Google says running AI models on phones is a huge RAM hog

8GB of RAM ought to be enough for anybody —

Google wants AI models to be loaded 24/7, so 8GB of RAM might not be enough.

Ron Amadeo – Mar 29, 2024 5: 16 pm UTC

Enlarge / The Google Gemini logo.

Google

In early March, Google made the odd announcement that only one of its two latest smartphones, the Pixel 8 and Pixel 8 Pro, would be able to run its latest AI model, called “Google Gemini.” Despite having very similar specs, the smaller Pixel 8 wouldn’t get the new AI model, with the company citing mysterious “hardware limitations” as the reason. It was a strange statement considering the fact that Google designed and marketed the Pixel 8 to be AI-centric and then designed a smartphone-centric AI model called “Gemini Nano” yet still couldn’t make the two work together.

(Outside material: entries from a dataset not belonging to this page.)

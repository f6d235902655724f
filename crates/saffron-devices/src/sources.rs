//! Independent source models: DC and AC voltage and current sources.
//!
//! Source values depend on the analysis frequency: a DC source contributes
//! its value at ω = 0 and nothing at ω > 0 (its small-signal value is zero),
//! while an AC source contributes its phasor at ω > 0 and nothing at DC.

use num_complex::Complex;
use saffron_core::NodeId;

/// An independent DC voltage source.
#[derive(Debug, Clone)]
pub struct DcVoltageSource {
    /// Device name (e.g., "V1").
    pub name: String,
    /// Positive terminal node.
    pub node_pos: NodeId,
    /// Negative terminal node.
    pub node_neg: NodeId,
    /// DC voltage in volts.
    pub voltage: f64,
}

impl DcVoltageSource {
    /// Create a new DC voltage source.
    pub fn new(name: impl Into<String>, node_pos: NodeId, node_neg: NodeId, voltage: f64) -> Self {
        Self {
            name: name.into(),
            node_pos,
            node_neg,
            voltage,
        }
    }

    /// Source phasor at the given angular frequency.
    pub fn phasor(&self, omega: f64) -> Complex<f64> {
        if omega == 0.0 {
            Complex::new(self.voltage, 0.0)
        } else {
            Complex::new(0.0, 0.0)
        }
    }
}

/// An independent AC voltage source.
#[derive(Debug, Clone)]
pub struct AcVoltageSource {
    /// Device name (e.g., "V1").
    pub name: String,
    /// Positive terminal node.
    pub node_pos: NodeId,
    /// Negative terminal node.
    pub node_neg: NodeId,
    /// Amplitude in volts.
    pub amplitude: f64,
    /// Phase in radians.
    pub phase: f64,
}

impl AcVoltageSource {
    /// Create a new AC voltage source.
    pub fn new(
        name: impl Into<String>,
        node_pos: NodeId,
        node_neg: NodeId,
        amplitude: f64,
        phase: f64,
    ) -> Self {
        Self {
            name: name.into(),
            node_pos,
            node_neg,
            amplitude,
            phase,
        }
    }

    /// The source's small-signal phasor, `amplitude·e^{j·phase}`.
    pub fn excitation(&self) -> Complex<f64> {
        Complex::from_polar(self.amplitude, self.phase)
    }

    /// Source phasor at the given angular frequency (zero at DC).
    pub fn phasor(&self, omega: f64) -> Complex<f64> {
        if omega > 0.0 {
            self.excitation()
        } else {
            Complex::new(0.0, 0.0)
        }
    }
}

/// An independent DC current source.
///
/// The positive current is drawn from `node_in` and injected at `node_out`.
#[derive(Debug, Clone)]
pub struct DcCurrentSource {
    /// Device name (e.g., "I1").
    pub name: String,
    /// Node the current is drawn from.
    pub node_in: NodeId,
    /// Node the current is injected into.
    pub node_out: NodeId,
    /// DC current in amperes.
    pub current: f64,
}

impl DcCurrentSource {
    /// Create a new DC current source.
    pub fn new(name: impl Into<String>, node_in: NodeId, node_out: NodeId, current: f64) -> Self {
        Self {
            name: name.into(),
            node_in,
            node_out,
            current,
        }
    }

    /// Source phasor at the given angular frequency.
    pub fn phasor(&self, omega: f64) -> Complex<f64> {
        if omega == 0.0 {
            Complex::new(self.current, 0.0)
        } else {
            Complex::new(0.0, 0.0)
        }
    }
}

/// An independent AC current source.
///
/// The phasor current is drawn from `node_in` and injected at `node_out`.
#[derive(Debug, Clone)]
pub struct AcCurrentSource {
    /// Device name (e.g., "I1").
    pub name: String,
    /// Node the current is drawn from.
    pub node_in: NodeId,
    /// Node the current is injected into.
    pub node_out: NodeId,
    /// Amplitude in amperes.
    pub amplitude: f64,
    /// Phase in radians.
    pub phase: f64,
}

impl AcCurrentSource {
    /// Create a new AC current source.
    pub fn new(
        name: impl Into<String>,
        node_in: NodeId,
        node_out: NodeId,
        amplitude: f64,
        phase: f64,
    ) -> Self {
        Self {
            name: name.into(),
            node_in,
            node_out,
            amplitude,
            phase,
        }
    }

    /// The source's small-signal phasor, `amplitude·e^{j·phase}`.
    pub fn excitation(&self) -> Complex<f64> {
        Complex::from_polar(self.amplitude, self.phase)
    }

    /// Source phasor at the given angular frequency (zero at DC).
    pub fn phasor(&self, omega: f64) -> Complex<f64> {
        if omega > 0.0 {
            self.excitation()
        } else {
            Complex::new(0.0, 0.0)
        }
    }
}
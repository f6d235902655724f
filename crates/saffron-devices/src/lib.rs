//! Device models and MNA stamps for Saffron.
//!
//! This crate provides:
//! - Passive elements: R, C, L
//! - Independent sources: DC/AC voltage and current
//! - Controlled sources: VCCS
//! - Nonlinear devices: Diode (Shockley), BJT (simplified Gummel-Poon),
//!   MOSFET (level-1 square law)
//! - The [`Device`] sum type tying them together, the [`Circuit`] container,
//!   and the [`BiasState`] companion-model state used by the DC operating
//!   point solver and the AC stamps.
//!
//! Nonlinear device state is kept outside the circuit, in a [`BiasState`]
//! vector parallel to the device list, so a sweep can run against a fixed,
//! read-only [`Circuit`].

pub mod bjt;
pub mod circuit;
pub mod controlled;
pub mod device;
pub mod diode;
pub mod error;
pub mod mosfet;
pub mod passive;
pub mod sources;
pub mod state;

pub use bjt::{Bjt, BjtPolarity};
pub use circuit::Circuit;
pub use controlled::Vccs;
pub use device::{Device, VoltageConstraint};
pub use diode::{thermal_voltage, Diode};
pub use error::{Error, Result};
pub use mosfet::{Mosfet, MosfetPolarity, MosfetRegion};
pub use passive::{Capacitor, Inductor, Resistor};
pub use sources::{AcCurrentSource, AcVoltageSource, DcCurrentSource, DcVoltageSource};
pub use state::{BiasState, DeviceState};

/// Minimum conductance floor (S) applied to nonlinear device companions so
/// the nodal matrix stays non-singular at zero bias.
pub const GMIN: f64 = 1e-12;
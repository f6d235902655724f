//! Passive device models: Resistor, Capacitor, Inductor.

use num_complex::Complex;
use saffron_core::NodeId;

/// A resistor element.
#[derive(Debug, Clone)]
pub struct Resistor {
    /// Device name (e.g., "R1").
    pub name: String,
    /// Positive terminal node.
    pub node_pos: NodeId,
    /// Negative terminal node.
    pub node_neg: NodeId,
    /// Resistance value in ohms.
    pub resistance: f64,
}

impl Resistor {
    /// Create a new resistor.
    pub fn new(
        name: impl Into<String>,
        node_pos: NodeId,
        node_neg: NodeId,
        resistance: f64,
    ) -> Self {
        Self {
            name: name.into(),
            node_pos,
            node_neg,
            resistance,
        }
    }

    /// Get the conductance (1/R).
    pub fn conductance(&self) -> f64 {
        1.0 / self.resistance
    }
}

/// A capacitor element.
#[derive(Debug, Clone)]
pub struct Capacitor {
    /// Device name (e.g., "C1").
    pub name: String,
    /// Positive terminal node.
    pub node_pos: NodeId,
    /// Negative terminal node.
    pub node_neg: NodeId,
    /// Capacitance value in farads.
    pub capacitance: f64,
}

impl Capacitor {
    /// Create a new capacitor.
    pub fn new(
        name: impl Into<String>,
        node_pos: NodeId,
        node_neg: NodeId,
        capacitance: f64,
    ) -> Self {
        Self {
            name: name.into(),
            node_pos,
            node_neg,
            capacitance,
        }
    }

    /// Admittance jωC at the given angular frequency (zero at DC: open).
    pub fn admittance(&self, omega: f64) -> Complex<f64> {
        Complex::new(0.0, omega * self.capacitance)
    }
}

/// An inductor element.
///
/// At ω > 0 the inductor is a two-terminal admittance 1/(jωL). At DC, and
/// for the degenerate L = 0 value, it is treated as a 0 V voltage-source
/// constraint rather than a huge admittance, which would otherwise
/// ill-condition the matrix.
#[derive(Debug, Clone)]
pub struct Inductor {
    /// Device name (e.g., "L1").
    pub name: String,
    /// Positive terminal node.
    pub node_pos: NodeId,
    /// Negative terminal node.
    pub node_neg: NodeId,
    /// Inductance value in henries.
    pub inductance: f64,
}

impl Inductor {
    /// Create a new inductor.
    pub fn new(
        name: impl Into<String>,
        node_pos: NodeId,
        node_neg: NodeId,
        inductance: f64,
    ) -> Self {
        Self {
            name: name.into(),
            node_pos,
            node_neg,
            inductance,
        }
    }

    /// Whether this inductor acts as a short at the given frequency.
    pub fn is_short(&self, omega: f64) -> bool {
        omega == 0.0 || self.inductance == 0.0
    }

    /// Admittance 1/(jωL) = −j/(ωL). Only meaningful when `!is_short(omega)`.
    pub fn admittance(&self, omega: f64) -> Complex<f64> {
        Complex::new(0.0, -1.0 / (omega * self.inductance))
    }
}
//! Error types for saffron-core.

use thiserror::Error;

#[derive(Debug, Error)]
pub enum Error {
    #[error("device {device}: {reason}")]
    InvalidDevice { device: String, reason: String },

    #[error("device {device}: node {node} out of range (circuit has {num_nodes} nodes)")]
    NodeOutOfRange {
        device: String,
        node: u32,
        num_nodes: usize,
    },

    #[error("device {device}: unknown model `{model}`")]
    UnknownModel { device: String, model: String },

    #[error("device {device}: model `{model}` is a {found} model, expected {expected}")]
    ModelKindMismatch {
        device: String,
        model: String,
        expected: &'static str,
        found: &'static str,
    },

    #[error("invalid circuit: {0}")]
    InvalidCircuit(String),
}

pub type Result<T> = std::result::Result<T, Error>;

A few weeks later, Google is backtracking somewhat. The company announced on the Pixel Phone Help forum that the smaller Pixel 8 actually will get Gemini Nano in the next big quarterly Android release, which should happen in June. There’s a catch, though—while the Pixel 8 Pro will get Gemini Nano as a user-facing feature, on the Pixel 8, it’s only being released “as a developer option.” That means you’ll be able to turn it on only via the hidden Developer Options menu in the settings, and most people will miss out on it.

Google’s Seang Chau, VP of devices and services software, explained the decision on the company’s in-house “Made by Google” podcast. “The Pixel 8 Pro, having 12GB of RAM, was a perfect place for us to put [Gemini Nano] on the device and see what we could do,” Chau said. “When we looked at the Pixel 8 as an example, the Pixel 8 has 4GB less memory, and it wasn’t as easy of a call to just say, ‘all right, we’re going to enable it on Pixel 8 as well.'” According to Chau, Google’s trepidation is because the company doesn’t want to “degrade the experience” on the smaller Pixel 8, which only has 8GB of RAM.

Chau went on to describe what it’s like to have a large language model like Gemini Nano on your phone, and it sounds like there are big trade-offs involved. Google wants some of the AI models to be “RAM-resident” so they’re always loaded in memory. One such feature is “smart reply,” which tries to auto-generate text replies.

Chau told the podcast, “Smart Reply is something that requires the models to be RAM-resident so that it’s available all the time. You don’t want to wait for the model to load on a Gboard reply, so we keep it resident.” On the Pixel 8 Pro, smart reply can be turned on and off via the normal keyboard settings, but on the Pixel 8, you’ll need to turn on the developer flag first.

Enlarge / The bigger Pixel 8 Pro gets the latest AI features. The smaller model will have it locked behind a developer option.

Google

So unlike an app, which can be loaded and unloaded as you use it, running something like Gemini Nano could mean permanently losing what is apparently a big chunk of system memory. The baseline of 8GB of RAM for Android phones may need to be increased again in the future. The high mark we’ve seen for phones is 24GB of RAM, and the bigger flagships usually have 12GB or 16GB of RAM, so it’s certainly doable.

Google’s Gemini Nano model is also shipping on the Galaxy S24 lineup, and the base model there has 8GB of RAM, too. When Google originally cited hardware limitations on the Pixel 8 for the feature’s absence, its explanation was confusing—if the base-model S24 can run it, the Pixel 8 should be able to as well. It’s all about how much of a trade-off you’re willing to make in available memory for apps, though. Chau says the team is “still doing system health validation because even if you’re a developer, you might want to use your phone on a daily basis.”

The elephant in the room, though, is that as a user, I don’t even know if I want Gemini Nano on my phone. We’re at the peak of the generative AI hype cycle, and Google has its own internal reasons (the stock market) for pushing AI so hard. While visiting ChatGPT and asking it questions can be useful, that’s just an app. Actually useful OS-level generative AI features are few and far between. I don’t really need a keyboard to auto-generate replies. If it’s just going to use up a bunch of RAM that could be used by apps, I might want to turn it off.